Lawmakers seek probe of Homeland Security data-mining project
Critics are concerned the project might invade privacy rights, particularly by searching e-mails and blogs.
Congressional appropriators have directed the Homeland Security Department's inspector general to investigate one of the department's data-mining projects, saying it appears to lack clear guidelines and oversight.
In the fiscal 2007 Homeland Security spending bill -- expected to be signed by President Bush Wednesday -- lawmakers cite concerns over the department's Analysis, Dissemination, Visualization, Insight and Semantic Enhancement (ADVISE) program.
"A prototype is currently available to analysts in [the Homeland Security] Intelligence and Analysis [unit] using departmental and other data, including some on U.S. citizens," lawmakers wrote. "The ADVISE program plan, total costs and privacy impacts are unclear and therefore the conferees direct the inspector general to conduct a comprehensive program review and report within nine months of enactment of this act."
The department has spent about $40 million on the project, lawmakers added.
Critics fear that ADVISE might intrude on the privacy rights of U.S. citizens, especially by trolling their e-mails and blogs. House Appropriations ranking member David Obey, D-Wis., and Homeland Security Appropriations Subcommittee ranking member Martin Olav Sabo, D-Minn., asked the Government Accountability Office earlier this year to investigate the program.
"We've been long concerned about how the department treats Americans' privacy and due process rights," Sabo said during a May markup of the Homeland Security spending bill. "ADVISE appears to be a new variation on the highly controversial Defense Department Total Information Awareness program that was supposed to be terminated in 2003."

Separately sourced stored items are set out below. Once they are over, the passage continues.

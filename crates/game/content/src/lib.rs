//! The standard adventure content: rooms, doors, furniture, weapons, food,
//! and the monsters that make trouble. Built entirely against `game-core`'s
//! builder API; the engine knows nothing about any of it.
pub mod maze;
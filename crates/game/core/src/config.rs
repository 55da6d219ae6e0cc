/// Game configuration constants and tunable parameters.
#[derive(Clone, Copy, Debug, PartialEq, Eq)]
pub struct GameConfig {
    /// Hit points the player starts the session with.
    pub starting_hit_points: i32,

    /// Maximum depth of the reactive-action cascade. Hooks are contracted
    /// not to cycle; this bound turns that convention into a guarantee.
    pub max_cascade_depth: usize,

    /// Column the client wraps each turn's output block at.
    pub wrap_column: usize,
}

impl GameConfig {
    pub const DEFAULT_STARTING_HIT_POINTS: i32 = 10;
    pub const DEFAULT_MAX_CASCADE_DEPTH: usize = 16;
    pub const DEFAULT_WRAP_COLUMN: usize = 60;

    pub fn new() -> Self {
        Self {
            starting_hit_points: Self::DEFAULT_STARTING_HIT_POINTS,
            max_cascade_depth: Self::DEFAULT_MAX_CASCADE_DEPTH,
            wrap_column: Self::DEFAULT_WRAP_COLUMN,
        }
    }
}

impl Default for GameConfig {
    fn default() -> Self {
        Self::new()
    }
}
use std::fmt;

use super::behavior::{AttackOutcome, Behavior, Describe, EatOutcome};
use super::{Contents, Location, Place, ThingId, World};
use crate::attack::Attack;

/// A thing in the world: anything that is not a room, a door, or the player.
///
/// Identity (name, portability, monster flag) is fixed at construction; hit
/// points and location are mutable. Everything an individual thing *does*
/// (how it describes itself, what eating or attacking it means, how it
/// reacts to nearby actions) lives in its [`Behavior`] table, assembled by
/// [`crate::state::ThingBuilder`].
pub struct Thing {
    id: ThingId,
    name: String,
    portable: bool,
    monster: bool,
    hit_points: i32,
    location: Option<Place>,
    contents: Contents,
    behavior: Behavior,
}

impl Thing {
    pub(crate) fn new(
        name: impl Into<String>,
        portable: bool,
        monster: bool,
        hit_points: i32,
        behavior: Behavior,
    ) -> Self {
        Self {
            // Names are case-insensitive lookup keys; store the canonical form.
            name: name.into().to_uppercase(),
            id: ThingId(u32::MAX),
            portable,
            monster,
            hit_points,
            location: None,
            contents: Contents::new(),
            behavior,
        }
    }

    /// The id the world assigned when this thing entered the arena.
    pub fn id(&self) -> ThingId {
        self.id
    }

    pub(crate) fn set_id(&mut self, id: ThingId) {
        self.id = id;
    }

    /// Canonical (uppercase) name.
    pub fn name(&self) -> &str {
        &self.name
    }

    pub fn is_portable(&self) -> bool {
        self.portable
    }

    pub fn is_monster(&self) -> bool {
        self.monster
    }

    pub fn hit_points(&self) -> i32 {
        self.hit_points
    }

    pub fn alive(&self) -> bool {
        self.hit_points > 0
    }

    pub(crate) fn take_damage(&mut self, damage: i32) {
        self.hit_points -= damage;
    }

    pub fn location(&self) -> Option<Place> {
        self.location
    }

    pub(crate) fn set_location(&mut self, place: Option<Place>) {
        self.location = place;
    }

    pub fn behavior(&self) -> &Behavior {
        &self.behavior
    }

    /// Current description, fixed text or computed by the behavior table.
    pub fn description(&self, world: &World) -> String {
        match &self.behavior.describe {
            Describe::Text(text) => text.clone(),
            Describe::With(f) => f(self, world),
        }
    }

    /// The attack this thing delivers when wielded as a weapon.
    pub fn attack(&self, world: &World) -> Attack {
        (self.behavior.attack)(self, world)
    }

    /// What eating this thing would do. The caller applies the outcome.
    pub fn eat_outcome(&self, world: &World) -> EatOutcome {
        (self.behavior.eat)(self, world)
    }

    /// What `attack` landing on this thing would do. The caller applies the
    /// outcome (damage, destruction) to the world.
    pub fn attack_outcome(&self, world: &World, attack: &Attack) -> AttackOutcome {
        (self.behavior.apply_attack)(self, world, attack)
    }
}

impl Location for Thing {
    fn contents(&self) -> &Contents {
        &self.contents
    }

    fn contents_mut(&mut self) -> &mut Contents {
        &mut self.contents
    }

    // Things carried by a living monster stay where they are.
    fn can_take(&self, _thing: &Thing) -> bool {
        !self.alive()
    }
}

impl fmt::Debug for Thing {
    fn fmt(&self, f: &mut fmt::Formatter<'_>) -> fmt::Result {
        f.debug_struct("Thing")
            .field("id", &self.id)
            .field("name", &self.name)
            .field("portable", &self.portable)
            .field("monster", &self.monster)
            .field("hit_points", &self.hit_points)
            .field("location", &self.location)
            .finish_non_exhaustive()
    }
}
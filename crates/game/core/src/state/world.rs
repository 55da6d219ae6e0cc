use super::{Direction, Door, Location, Place, Player, Room, RoomId, Thing, ThingId};
use crate::error::WorldError;
use crate::text::{a, capitalize, commify};

/// The world arena: every room and thing, addressed by stable id, plus the
/// player.
///
/// All containment mutation funnels through [`World::place_thing`] and
/// [`World::remove_thing`], which keep a thing's location back-reference and
/// its owner's contents list in agreement atomically. The engine is the only
/// writer during play; content construction is the only writer before it.
pub struct World {
    rooms: Vec<Room>,
    things: Vec<Thing>,
    player: Player,
}

impl World {
    pub fn new() -> Self {
        Self {
            rooms: Vec::new(),
            things: Vec::new(),
            player: Player::new(RoomId(0), 0),
        }
    }

    // ------------------------------------------------------------------
    // Construction

    pub fn add_room(&mut self, description: impl Into<String>) -> RoomId {
        let id = RoomId(self.rooms.len() as u32);
        self.rooms.push(Room::new(description));
        id
    }

    /// Registers a directed door: `to` becomes reachable from `from` via
    /// `direction`. The reverse edge is never implied.
    pub fn connect(
        &mut self,
        from: RoomId,
        description: &str,
        to: RoomId,
        direction: Direction,
    ) -> Result<(), WorldError> {
        let door = Door::new(description, to);
        if self.room_mut(from).add_door(direction, door) {
            Ok(())
        } else {
            Err(WorldError::DuplicateDoor {
                room: from,
                direction,
            })
        }
    }

    /// Moves a built thing into the arena and hands back its id.
    pub fn add_thing(&mut self, mut thing: Thing) -> ThingId {
        let id = ThingId(self.things.len() as u32);
        thing.set_id(id);
        self.things.push(thing);
        id
    }

    /// Puts the player in `room` with `hit_points` to lose.
    pub fn spawn_player(&mut self, room: RoomId, hit_points: i32) {
        self.player = Player::new(room, hit_points);
    }

    // ------------------------------------------------------------------
    // Access
    //
    // Id lookups index the arena directly: ids are only ever issued by this
    // world, so a miss is a bug in the caller, not a runtime condition.

    pub fn room(&self, id: RoomId) -> &Room {
        &self.rooms[id.index()]
    }

    pub(crate) fn room_mut(&mut self, id: RoomId) -> &mut Room {
        &mut self.rooms[id.index()]
    }

    pub fn thing(&self, id: ThingId) -> &Thing {
        &self.things[id.index()]
    }

    pub(crate) fn thing_mut(&mut self, id: ThingId) -> &mut Thing {
        &mut self.things[id.index()]
    }

    pub fn player(&self) -> &Player {
        &self.player
    }

    pub(crate) fn player_mut(&mut self) -> &mut Player {
        &mut self.player
    }

    pub fn location(&self, place: Place) -> &dyn Location {
        match place {
            Place::Room(id) => self.room(id),
            Place::Thing(id) => self.thing(id),
            Place::Player => &self.player,
        }
    }

    fn location_mut(&mut self, place: Place) -> &mut dyn Location {
        match place {
            Place::Room(id) => self.room_mut(id),
            Place::Thing(id) => self.thing_mut(id),
            Place::Player => &mut self.player,
        }
    }

    // ------------------------------------------------------------------
    // Containment

    /// Places `thing` at `place` with the given placement phrase, removing
    /// it from its previous owner first. Location back-reference and both
    /// contents lists stay consistent.
    pub fn place_thing(&mut self, thing: ThingId, place: Place, phrase: impl Into<String>) {
        if let Some(old) = self.thing(thing).location() {
            self.location_mut(old).contents_mut().remove(thing);
        }
        self.location_mut(place).contents_mut().add(thing, phrase);
        self.thing_mut(thing).set_location(Some(place));
    }

    /// Unlinks `thing` from its owner. The thing stays in the arena (ids
    /// never dangle) but no longer exists anywhere in the world.
    pub fn remove_thing(&mut self, thing: ThingId) {
        if let Some(place) = self.thing(thing).location() {
            self.location_mut(place).contents_mut().remove(thing);
        }
        self.thing_mut(thing).set_location(None);
    }

    /// Whether `thing` can currently be picked up: inherently portable, and
    /// released by its owner (a living monster holds on to its cargo).
    pub fn can_be_taken(&self, thing: ThingId) -> bool {
        let t = self.thing(thing);
        t.is_portable()
            && t.location()
                .is_some_and(|place| self.location(place).can_take(t))
    }

    // ------------------------------------------------------------------
    // Resolution

    /// Everything at `place`, nested containment flattened depth-first in
    /// placement order.
    pub fn all_things_at(&self, place: Place) -> Vec<ThingId> {
        let mut out = Vec::new();
        self.collect_things(place, &mut out);
        out
    }

    fn collect_things(&self, place: Place, out: &mut Vec<ThingId>) {
        for pt in self.location(place).contents().iter() {
            out.push(pt.thing);
            self.collect_things(Place::Thing(pt.thing), out);
        }
    }

    /// Case-insensitive name lookup at `place`, nested containment included.
    pub fn thing_at(&self, place: Place, name: &str) -> Option<ThingId> {
        self.all_things_at(place)
            .into_iter()
            .find(|&id| self.thing(id).name().eq_ignore_ascii_case(name))
    }

    /// Looks the name up in the player's current room.
    pub fn room_thing(&self, name: &str) -> Option<ThingId> {
        self.thing_at(Place::Room(self.player.room()), name)
    }

    /// Looks the name up in the player's inventory.
    pub fn inventory_thing(&self, name: &str) -> Option<ThingId> {
        self.thing_at(Place::Player, name)
    }

    /// Inventory first, then the current room.
    pub fn visible_thing(&self, name: &str) -> Option<ThingId> {
        self.inventory_thing(name).or_else(|| self.room_thing(name))
    }

    /// Monsters in the player's current room, nested containment included.
    pub fn monsters_in_room(&self) -> Vec<ThingId> {
        self.all_things_at(Place::Room(self.player.room()))
            .into_iter()
            .filter(|&id| self.thing(id).is_monster())
            .collect()
    }

    /// The room's single living monster, if there is exactly one. Lets
    /// `ATTACK WITH axe` leave the target implicit.
    pub fn only_monster(&self) -> Option<ThingId> {
        let monsters: Vec<ThingId> = self
            .monsters_in_room()
            .into_iter()
            .filter(|&id| self.thing(id).alive())
            .collect();
        match monsters.as_slice() {
            [only] => Some(*only),
            _ => None,
        }
    }

    /// Target resolution for the ATTACK verb: the literal token WITH means
    /// the target was omitted and falls back to the room's only monster.
    pub fn implicit_monster(&self, name: &str) -> Option<ThingId> {
        if name.eq_ignore_ascii_case("WITH") {
            self.only_monster()
        } else {
            self.room_thing(name)
        }
    }

    // ------------------------------------------------------------------
    // Narration

    /// The full description of a room: the room itself, its contents
    /// (nested things included), then its exits.
    pub fn describe_room(&self, id: RoomId) -> String {
        let room = self.room(id);
        let mut parts = vec![format!("You are in {}.", room.description())];
        for pt in room.contents().iter() {
            let thing = self.thing(pt.thing);
            parts.push(format!(
                "{} is {}.",
                capitalize(&pt.phrase),
                a(&thing.description(self))
            ));
            self.describe_contents(pt.thing, &mut parts);
        }
        for (direction, door) in room.doors() {
            parts.push(format!(
                "There is {} to the {direction}.",
                a(door.description())
            ));
        }
        parts.join(" ")
    }

    fn describe_contents(&self, id: ThingId, parts: &mut Vec<String>) {
        let container = self.thing(id);
        for pt in container.contents().iter() {
            let thing = self.thing(pt.thing);
            parts.push(format!(
                "{} the {} is {}.",
                capitalize(&pt.phrase),
                container.name(),
                a(&thing.description(self))
            ));
            self.describe_contents(pt.thing, parts);
        }
    }

    pub fn describe_inventory(&self) -> String {
        if self.player.contents().is_empty() {
            return "You've got nothing!".to_string();
        }
        let items: Vec<String> = self
            .player
            .contents()
            .iter()
            .map(|pt| a(&self.thing(pt.thing).description(self)))
            .collect();
        format!("You have {}.", commify(&items))
    }
}

impl Default for World {
    fn default() -> Self {
        Self::new()
    }
}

A Homeland Security Department spokesman said ADVISE is not yet an active program. When complete, he added, ADVISE will "deliver technology or a set of technologies to provide the capability to connect the dots" of intelligence, a need cited by the 9/11 Commission.
"It extracts important relationships and correlations from a wealth of data and produces actionable intelligence," he said. "What it does perform is data integration at a large scale."
But he would not describe the specific type of data collected through the program.
ADVISE is one of 12 data-mining programs used or under development by the department, the inspector general stated in an August report. That report provided an overview of each program but did not go into detail about their activities, costs and privacy impacts.
The report said ADVISE can be tailored and deployed for specific purposes and areas of interest. "For example, it is being developed to incorporate chemical, biological, radiological, nuclear and explosive threat and effects data," the IG said. "Still in development, ADVISE will connect information extracted from text and images, databases, and simulation and modeling tools to provide a watch-and-warning system for analysts."
Appropriators also expressed general concern with the department's possible use or development of data-mining technology, and directed the Homeland Security privacy officer to submit a report on those efforts.
The Homeland Security spokesman said the privacy office is doing a privacy impact assessment for ADVISE, but he did not know when it would be completed.